:: WHAT YOU HAVE TO DO ::
From the listing below, retype exactly the line holding "headers.insert(SERVER, value);", the line holding "use std::process::ExitCode;", and the lines between them; skip everything else.

:: DATA IN THIS EXERCISE ::
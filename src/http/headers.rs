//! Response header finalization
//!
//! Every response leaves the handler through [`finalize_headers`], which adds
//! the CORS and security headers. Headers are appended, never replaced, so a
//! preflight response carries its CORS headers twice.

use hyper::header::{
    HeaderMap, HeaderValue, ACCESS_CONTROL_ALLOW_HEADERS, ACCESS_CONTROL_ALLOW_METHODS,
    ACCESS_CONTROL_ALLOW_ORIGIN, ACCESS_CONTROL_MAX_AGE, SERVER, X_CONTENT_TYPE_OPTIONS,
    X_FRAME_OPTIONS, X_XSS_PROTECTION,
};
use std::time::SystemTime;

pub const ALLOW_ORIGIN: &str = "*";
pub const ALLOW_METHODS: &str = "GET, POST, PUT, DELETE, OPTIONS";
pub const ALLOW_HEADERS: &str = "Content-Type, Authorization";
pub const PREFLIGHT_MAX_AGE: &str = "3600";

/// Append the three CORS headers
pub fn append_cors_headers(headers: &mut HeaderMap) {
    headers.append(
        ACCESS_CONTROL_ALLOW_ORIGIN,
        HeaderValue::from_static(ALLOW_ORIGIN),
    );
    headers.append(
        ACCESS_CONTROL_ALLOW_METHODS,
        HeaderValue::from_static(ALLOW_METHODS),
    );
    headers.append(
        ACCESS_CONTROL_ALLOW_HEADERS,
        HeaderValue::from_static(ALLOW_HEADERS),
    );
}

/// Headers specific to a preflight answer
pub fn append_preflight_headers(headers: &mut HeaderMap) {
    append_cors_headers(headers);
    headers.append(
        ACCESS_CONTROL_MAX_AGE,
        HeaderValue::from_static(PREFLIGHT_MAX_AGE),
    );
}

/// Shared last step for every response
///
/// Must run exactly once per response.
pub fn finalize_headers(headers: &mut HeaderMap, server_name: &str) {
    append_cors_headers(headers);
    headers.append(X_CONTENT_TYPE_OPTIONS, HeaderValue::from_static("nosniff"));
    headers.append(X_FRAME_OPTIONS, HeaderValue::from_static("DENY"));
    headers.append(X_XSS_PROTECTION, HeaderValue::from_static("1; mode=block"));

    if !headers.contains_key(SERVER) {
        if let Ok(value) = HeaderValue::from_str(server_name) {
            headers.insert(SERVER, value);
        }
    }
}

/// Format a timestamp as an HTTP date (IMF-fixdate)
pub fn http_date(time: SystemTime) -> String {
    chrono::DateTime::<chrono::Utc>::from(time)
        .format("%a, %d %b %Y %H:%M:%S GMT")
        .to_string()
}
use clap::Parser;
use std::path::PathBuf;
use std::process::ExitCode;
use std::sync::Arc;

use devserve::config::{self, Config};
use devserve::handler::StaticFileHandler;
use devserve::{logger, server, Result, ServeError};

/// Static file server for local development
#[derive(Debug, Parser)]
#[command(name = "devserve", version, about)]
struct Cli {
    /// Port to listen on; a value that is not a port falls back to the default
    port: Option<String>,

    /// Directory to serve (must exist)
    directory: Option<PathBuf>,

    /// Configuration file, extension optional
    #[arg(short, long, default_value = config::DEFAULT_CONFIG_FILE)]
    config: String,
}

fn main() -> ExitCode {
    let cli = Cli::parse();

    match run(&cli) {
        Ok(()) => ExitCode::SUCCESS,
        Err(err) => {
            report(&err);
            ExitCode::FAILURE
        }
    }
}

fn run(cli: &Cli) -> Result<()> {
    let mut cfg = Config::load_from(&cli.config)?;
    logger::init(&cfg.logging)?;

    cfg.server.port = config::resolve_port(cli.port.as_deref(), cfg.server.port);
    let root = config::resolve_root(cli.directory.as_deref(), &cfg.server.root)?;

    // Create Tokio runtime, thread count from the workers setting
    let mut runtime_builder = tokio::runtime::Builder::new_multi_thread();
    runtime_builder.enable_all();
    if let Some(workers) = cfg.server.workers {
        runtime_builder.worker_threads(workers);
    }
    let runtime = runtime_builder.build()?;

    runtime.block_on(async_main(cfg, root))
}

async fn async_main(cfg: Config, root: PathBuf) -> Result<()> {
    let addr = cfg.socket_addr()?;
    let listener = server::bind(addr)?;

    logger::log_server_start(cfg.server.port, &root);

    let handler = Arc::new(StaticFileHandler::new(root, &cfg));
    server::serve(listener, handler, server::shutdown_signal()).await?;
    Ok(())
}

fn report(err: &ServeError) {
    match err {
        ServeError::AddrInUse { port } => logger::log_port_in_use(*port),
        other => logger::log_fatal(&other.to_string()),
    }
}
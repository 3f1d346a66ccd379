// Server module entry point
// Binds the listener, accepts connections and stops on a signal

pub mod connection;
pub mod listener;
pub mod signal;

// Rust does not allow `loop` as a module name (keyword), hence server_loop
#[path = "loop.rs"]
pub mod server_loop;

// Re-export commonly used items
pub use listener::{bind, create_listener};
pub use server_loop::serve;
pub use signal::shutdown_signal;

...

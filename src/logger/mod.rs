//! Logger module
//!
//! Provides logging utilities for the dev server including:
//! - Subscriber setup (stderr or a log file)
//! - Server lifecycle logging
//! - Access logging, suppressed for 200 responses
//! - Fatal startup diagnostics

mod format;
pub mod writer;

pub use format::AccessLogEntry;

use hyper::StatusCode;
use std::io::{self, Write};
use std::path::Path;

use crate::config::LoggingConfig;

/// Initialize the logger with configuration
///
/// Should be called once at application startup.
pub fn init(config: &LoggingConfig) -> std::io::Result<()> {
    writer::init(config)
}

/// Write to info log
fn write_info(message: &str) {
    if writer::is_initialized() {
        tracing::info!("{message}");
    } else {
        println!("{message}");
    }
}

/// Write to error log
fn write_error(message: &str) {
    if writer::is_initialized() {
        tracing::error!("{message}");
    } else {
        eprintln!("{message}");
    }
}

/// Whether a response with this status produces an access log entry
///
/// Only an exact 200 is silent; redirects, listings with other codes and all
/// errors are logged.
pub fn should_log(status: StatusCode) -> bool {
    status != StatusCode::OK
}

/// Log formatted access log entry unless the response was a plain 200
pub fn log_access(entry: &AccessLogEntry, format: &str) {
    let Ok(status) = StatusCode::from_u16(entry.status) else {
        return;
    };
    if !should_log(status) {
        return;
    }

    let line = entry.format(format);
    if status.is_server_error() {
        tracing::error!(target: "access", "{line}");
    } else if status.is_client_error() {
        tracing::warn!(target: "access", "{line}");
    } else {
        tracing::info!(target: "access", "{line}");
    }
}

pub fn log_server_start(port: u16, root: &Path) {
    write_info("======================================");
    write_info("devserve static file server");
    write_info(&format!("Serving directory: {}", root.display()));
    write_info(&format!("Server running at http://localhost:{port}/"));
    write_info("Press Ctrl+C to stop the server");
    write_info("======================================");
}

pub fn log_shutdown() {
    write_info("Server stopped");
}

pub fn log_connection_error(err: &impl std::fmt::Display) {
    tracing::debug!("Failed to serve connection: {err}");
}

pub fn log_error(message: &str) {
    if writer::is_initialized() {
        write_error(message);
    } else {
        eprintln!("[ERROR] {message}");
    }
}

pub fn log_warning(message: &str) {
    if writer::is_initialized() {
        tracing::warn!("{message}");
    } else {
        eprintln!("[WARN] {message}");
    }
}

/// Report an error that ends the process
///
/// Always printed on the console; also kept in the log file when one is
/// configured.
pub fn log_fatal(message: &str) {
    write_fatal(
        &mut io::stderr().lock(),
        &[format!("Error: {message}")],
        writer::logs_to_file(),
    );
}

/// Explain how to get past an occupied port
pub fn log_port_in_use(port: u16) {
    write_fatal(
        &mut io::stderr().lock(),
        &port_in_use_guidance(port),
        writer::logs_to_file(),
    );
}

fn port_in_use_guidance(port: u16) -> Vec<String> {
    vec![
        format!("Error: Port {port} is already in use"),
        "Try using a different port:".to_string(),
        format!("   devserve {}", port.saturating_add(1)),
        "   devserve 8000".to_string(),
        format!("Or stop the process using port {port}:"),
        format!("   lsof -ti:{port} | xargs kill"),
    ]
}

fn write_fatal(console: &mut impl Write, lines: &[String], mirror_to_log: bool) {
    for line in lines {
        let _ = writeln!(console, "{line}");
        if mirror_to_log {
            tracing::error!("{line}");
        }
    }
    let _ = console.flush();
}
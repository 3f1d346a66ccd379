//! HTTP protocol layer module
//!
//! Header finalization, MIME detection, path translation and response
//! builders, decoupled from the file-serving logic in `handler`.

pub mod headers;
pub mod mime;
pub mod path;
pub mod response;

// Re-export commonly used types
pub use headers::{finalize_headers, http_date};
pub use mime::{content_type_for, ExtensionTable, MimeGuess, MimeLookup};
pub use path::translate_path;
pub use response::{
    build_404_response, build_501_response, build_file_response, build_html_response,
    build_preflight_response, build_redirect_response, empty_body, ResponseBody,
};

--

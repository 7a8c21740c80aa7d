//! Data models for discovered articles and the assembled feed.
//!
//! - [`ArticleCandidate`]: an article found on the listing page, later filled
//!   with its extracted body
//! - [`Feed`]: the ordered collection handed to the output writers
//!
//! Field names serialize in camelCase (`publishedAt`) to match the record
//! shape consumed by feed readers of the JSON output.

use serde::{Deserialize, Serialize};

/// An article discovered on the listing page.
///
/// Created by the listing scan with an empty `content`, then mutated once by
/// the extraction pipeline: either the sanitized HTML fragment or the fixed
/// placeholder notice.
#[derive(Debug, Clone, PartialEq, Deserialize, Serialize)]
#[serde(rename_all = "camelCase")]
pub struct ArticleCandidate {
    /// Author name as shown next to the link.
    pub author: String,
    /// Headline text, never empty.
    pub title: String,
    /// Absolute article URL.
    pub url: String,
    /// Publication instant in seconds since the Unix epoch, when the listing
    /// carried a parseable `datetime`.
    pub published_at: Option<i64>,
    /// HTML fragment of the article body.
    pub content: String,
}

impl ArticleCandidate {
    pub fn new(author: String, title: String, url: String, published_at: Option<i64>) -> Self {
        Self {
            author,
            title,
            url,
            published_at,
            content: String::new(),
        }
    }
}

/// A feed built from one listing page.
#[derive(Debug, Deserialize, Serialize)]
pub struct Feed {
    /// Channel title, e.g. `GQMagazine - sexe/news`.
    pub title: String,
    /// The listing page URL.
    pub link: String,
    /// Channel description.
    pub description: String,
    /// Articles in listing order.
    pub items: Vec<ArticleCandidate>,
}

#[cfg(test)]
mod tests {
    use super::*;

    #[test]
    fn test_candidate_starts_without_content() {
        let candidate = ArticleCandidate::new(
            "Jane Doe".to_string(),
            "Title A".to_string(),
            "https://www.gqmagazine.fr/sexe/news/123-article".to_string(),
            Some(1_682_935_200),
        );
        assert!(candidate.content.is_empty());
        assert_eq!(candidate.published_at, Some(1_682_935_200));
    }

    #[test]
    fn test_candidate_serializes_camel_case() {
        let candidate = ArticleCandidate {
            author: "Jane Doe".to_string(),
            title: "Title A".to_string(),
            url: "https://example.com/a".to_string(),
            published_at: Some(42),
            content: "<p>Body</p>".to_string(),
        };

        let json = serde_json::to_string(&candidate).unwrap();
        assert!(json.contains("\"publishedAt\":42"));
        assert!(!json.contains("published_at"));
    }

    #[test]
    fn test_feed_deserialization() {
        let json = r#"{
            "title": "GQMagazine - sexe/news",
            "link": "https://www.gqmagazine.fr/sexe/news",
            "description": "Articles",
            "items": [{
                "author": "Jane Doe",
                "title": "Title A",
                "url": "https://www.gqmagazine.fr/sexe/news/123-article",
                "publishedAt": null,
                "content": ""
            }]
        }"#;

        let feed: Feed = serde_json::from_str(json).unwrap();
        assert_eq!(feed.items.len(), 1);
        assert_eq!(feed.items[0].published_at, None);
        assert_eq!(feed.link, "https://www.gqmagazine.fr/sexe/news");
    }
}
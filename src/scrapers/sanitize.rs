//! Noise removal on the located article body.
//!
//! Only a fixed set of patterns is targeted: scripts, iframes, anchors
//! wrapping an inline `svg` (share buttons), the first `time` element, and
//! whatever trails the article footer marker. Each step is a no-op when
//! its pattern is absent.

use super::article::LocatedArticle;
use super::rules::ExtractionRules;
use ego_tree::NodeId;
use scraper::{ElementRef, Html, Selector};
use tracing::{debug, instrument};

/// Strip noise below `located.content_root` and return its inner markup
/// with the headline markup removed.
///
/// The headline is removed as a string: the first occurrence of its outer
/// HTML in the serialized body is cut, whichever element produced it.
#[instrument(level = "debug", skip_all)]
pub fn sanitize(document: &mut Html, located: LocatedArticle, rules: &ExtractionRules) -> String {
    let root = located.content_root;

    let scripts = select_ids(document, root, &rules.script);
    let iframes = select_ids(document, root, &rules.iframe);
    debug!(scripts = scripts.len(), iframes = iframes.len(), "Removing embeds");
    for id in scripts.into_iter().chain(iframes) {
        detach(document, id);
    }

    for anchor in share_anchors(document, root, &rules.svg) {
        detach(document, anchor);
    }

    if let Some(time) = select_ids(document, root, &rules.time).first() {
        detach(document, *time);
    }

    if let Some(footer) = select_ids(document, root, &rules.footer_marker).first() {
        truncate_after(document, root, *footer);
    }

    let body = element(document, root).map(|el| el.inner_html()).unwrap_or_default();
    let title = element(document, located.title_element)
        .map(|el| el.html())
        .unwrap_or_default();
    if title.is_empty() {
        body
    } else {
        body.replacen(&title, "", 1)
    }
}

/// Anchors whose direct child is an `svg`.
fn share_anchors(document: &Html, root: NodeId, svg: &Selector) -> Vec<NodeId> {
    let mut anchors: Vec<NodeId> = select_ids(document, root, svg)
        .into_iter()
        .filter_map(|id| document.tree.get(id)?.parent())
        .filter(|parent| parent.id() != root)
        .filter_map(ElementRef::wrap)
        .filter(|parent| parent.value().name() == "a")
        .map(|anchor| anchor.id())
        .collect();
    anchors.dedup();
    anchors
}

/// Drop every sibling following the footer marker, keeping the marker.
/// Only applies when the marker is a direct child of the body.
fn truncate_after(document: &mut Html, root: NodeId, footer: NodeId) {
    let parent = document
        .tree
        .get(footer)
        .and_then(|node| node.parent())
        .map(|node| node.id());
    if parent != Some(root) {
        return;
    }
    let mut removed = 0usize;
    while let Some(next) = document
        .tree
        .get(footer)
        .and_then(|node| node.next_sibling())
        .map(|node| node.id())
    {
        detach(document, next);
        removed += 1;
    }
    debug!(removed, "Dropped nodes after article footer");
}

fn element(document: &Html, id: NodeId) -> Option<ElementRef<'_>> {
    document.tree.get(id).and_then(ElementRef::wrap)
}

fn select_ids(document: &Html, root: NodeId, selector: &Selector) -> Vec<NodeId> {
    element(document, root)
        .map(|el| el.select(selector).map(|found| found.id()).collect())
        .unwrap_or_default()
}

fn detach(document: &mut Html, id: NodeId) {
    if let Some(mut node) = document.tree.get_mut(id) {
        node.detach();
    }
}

:: REPLY ::
            headers.insert(SERVER, value);
        }
    }
}

/// Format a timestamp as an HTTP date (IMF-fixdate)
pub fn http_date(time: SystemTime) -> String {
    chrono::DateTime::<chrono::Utc>::from(time)
        .format("%a, %d %b %Y %H:%M:%S GMT")
        .to_string()
}
use clap::Parser;
use std::path::PathBuf;
use std::process::ExitCode;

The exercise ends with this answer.